# [Task brief]
In the listing that follows, copy out each line that includes the word "index".

# [Supplied information]
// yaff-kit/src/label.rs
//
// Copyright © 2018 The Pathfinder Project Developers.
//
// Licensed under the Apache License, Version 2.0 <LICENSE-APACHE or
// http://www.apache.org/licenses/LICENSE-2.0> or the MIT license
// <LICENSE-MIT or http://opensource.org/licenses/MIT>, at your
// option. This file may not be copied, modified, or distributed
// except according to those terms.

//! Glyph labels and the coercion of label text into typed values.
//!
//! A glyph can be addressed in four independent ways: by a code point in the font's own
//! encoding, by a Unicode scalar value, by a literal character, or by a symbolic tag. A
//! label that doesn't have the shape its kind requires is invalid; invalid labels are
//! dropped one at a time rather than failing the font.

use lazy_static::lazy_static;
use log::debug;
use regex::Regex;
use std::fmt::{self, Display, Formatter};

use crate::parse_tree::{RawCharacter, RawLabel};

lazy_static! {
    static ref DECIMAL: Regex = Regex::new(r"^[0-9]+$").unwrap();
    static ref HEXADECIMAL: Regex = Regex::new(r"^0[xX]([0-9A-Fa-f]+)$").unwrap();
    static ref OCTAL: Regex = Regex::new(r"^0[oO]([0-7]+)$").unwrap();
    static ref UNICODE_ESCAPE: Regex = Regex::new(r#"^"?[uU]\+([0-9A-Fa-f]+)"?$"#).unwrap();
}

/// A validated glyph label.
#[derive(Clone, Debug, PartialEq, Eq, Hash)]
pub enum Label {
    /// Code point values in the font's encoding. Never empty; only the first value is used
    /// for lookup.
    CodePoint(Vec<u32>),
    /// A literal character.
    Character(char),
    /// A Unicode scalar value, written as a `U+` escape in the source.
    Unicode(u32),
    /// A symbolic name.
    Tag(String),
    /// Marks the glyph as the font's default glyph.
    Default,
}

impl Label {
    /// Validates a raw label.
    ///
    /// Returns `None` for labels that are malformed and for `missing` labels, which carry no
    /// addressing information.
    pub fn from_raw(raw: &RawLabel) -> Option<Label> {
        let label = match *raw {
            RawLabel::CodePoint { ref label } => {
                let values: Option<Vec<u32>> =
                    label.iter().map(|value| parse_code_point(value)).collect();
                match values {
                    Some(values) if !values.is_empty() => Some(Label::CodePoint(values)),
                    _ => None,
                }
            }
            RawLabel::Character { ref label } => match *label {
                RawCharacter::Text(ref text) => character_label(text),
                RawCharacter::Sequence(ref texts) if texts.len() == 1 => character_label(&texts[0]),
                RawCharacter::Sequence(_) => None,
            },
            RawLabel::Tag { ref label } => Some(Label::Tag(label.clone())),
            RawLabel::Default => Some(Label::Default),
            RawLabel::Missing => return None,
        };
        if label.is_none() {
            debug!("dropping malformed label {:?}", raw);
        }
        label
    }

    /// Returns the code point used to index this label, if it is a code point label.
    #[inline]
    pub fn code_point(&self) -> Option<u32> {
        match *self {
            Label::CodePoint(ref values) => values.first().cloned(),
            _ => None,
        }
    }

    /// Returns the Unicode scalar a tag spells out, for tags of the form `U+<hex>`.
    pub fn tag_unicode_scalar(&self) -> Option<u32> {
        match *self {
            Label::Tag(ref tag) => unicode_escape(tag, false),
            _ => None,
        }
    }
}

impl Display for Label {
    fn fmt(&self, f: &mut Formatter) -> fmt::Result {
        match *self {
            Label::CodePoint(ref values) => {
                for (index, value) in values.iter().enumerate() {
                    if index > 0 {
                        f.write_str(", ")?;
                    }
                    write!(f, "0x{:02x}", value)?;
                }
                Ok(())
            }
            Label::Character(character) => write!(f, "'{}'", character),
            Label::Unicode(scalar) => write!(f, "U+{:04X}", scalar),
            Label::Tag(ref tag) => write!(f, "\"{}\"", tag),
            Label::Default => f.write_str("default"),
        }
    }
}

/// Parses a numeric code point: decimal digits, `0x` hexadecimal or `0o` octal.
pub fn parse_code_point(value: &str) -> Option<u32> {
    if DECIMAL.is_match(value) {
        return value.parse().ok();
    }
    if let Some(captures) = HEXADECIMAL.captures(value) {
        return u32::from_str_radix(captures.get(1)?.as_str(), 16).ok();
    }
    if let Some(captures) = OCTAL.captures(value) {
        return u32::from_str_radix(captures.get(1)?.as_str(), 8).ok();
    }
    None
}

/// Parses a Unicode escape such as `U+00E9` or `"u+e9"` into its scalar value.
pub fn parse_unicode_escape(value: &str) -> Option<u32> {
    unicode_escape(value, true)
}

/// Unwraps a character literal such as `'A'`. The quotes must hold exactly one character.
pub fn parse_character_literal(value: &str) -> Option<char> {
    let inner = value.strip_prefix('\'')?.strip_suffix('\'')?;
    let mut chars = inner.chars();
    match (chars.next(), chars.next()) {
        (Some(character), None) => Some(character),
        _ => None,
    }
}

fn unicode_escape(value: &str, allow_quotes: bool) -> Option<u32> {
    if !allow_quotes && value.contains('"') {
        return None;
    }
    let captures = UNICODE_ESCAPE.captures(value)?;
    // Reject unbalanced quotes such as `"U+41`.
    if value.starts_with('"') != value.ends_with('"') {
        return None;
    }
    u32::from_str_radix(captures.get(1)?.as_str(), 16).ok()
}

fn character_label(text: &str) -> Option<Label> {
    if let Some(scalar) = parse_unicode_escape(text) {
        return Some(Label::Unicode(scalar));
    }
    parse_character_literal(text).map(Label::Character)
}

# [Solution to the problem]
    /// Returns the code point used to index this label, if it is a code point label.
                for (index, value) in values.iter().enumerate() {
                    if index > 0 {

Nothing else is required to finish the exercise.